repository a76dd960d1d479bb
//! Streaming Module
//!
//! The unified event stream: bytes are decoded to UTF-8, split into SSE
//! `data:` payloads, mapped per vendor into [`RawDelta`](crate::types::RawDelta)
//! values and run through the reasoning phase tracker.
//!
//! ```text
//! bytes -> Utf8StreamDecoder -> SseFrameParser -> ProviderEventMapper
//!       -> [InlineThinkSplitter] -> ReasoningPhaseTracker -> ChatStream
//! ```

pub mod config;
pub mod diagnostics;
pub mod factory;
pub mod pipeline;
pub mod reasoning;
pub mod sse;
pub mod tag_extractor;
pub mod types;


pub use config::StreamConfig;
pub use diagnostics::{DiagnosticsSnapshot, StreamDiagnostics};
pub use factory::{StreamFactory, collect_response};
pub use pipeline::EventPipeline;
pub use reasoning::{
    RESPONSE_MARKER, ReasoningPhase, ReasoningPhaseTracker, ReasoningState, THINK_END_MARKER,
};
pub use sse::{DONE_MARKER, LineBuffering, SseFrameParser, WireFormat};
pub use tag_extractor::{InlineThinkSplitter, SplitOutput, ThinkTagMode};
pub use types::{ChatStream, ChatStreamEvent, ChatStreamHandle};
____
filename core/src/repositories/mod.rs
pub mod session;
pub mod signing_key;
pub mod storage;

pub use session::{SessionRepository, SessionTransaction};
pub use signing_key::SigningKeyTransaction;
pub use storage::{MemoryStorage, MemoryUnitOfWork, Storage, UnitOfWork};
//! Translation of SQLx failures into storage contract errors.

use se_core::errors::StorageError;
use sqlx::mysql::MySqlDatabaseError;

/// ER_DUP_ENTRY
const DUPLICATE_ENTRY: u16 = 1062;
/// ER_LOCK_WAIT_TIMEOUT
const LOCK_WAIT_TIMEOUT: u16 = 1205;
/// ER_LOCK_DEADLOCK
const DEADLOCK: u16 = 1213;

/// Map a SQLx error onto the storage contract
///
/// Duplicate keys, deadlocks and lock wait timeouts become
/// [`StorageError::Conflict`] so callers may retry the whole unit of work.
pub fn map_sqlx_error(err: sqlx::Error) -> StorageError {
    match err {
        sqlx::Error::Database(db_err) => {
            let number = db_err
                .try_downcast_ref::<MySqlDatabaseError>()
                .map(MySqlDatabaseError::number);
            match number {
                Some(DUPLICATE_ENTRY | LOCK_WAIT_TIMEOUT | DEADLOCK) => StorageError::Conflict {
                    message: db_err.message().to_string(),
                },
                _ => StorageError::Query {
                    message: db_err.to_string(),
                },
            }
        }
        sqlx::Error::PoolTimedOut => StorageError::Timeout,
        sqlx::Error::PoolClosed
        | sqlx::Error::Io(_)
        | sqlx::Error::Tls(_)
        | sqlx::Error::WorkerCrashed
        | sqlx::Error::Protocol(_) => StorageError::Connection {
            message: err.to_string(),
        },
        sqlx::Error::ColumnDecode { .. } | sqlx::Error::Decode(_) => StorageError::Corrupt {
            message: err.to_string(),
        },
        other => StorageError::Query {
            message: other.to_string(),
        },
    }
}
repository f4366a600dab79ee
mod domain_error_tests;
____
YOUR OBJECTIVE - After locating the line with "Some(DUPLICATE_ENTRY | LOCK_WAIT_TIMEOUT" above, return that line and every later line through the one with "mod domain_error_tests;", word for word and with nothing else.

TASK RESULT -
                Some(DUPLICATE_ENTRY | LOCK_WAIT_TIMEOUT | DEADLOCK) => StorageError::Conflict {
                    message: db_err.message().to_string(),
                },
                _ => StorageError::Query {
                    message: db_err.to_string(),
                },
            }
        }
        sqlx::Error::PoolTimedOut => StorageError::Timeout,
        sqlx::Error::PoolClosed
        | sqlx::Error::Io(_)
        | sqlx::Error::Tls(_)
        | sqlx::Error::WorkerCrashed
        | sqlx::Error::Protocol(_) => StorageError::Connection {
            message: err.to_string(),
        },
        sqlx::Error::ColumnDecode { .. } | sqlx::Error::Decode(_) => StorageError::Corrupt {
            message: err.to_string(),
        },
        other => StorageError::Query {
            message: other.to_string(),
        },
    }
}
repository f4366a600dab79ee
mod domain_error_tests;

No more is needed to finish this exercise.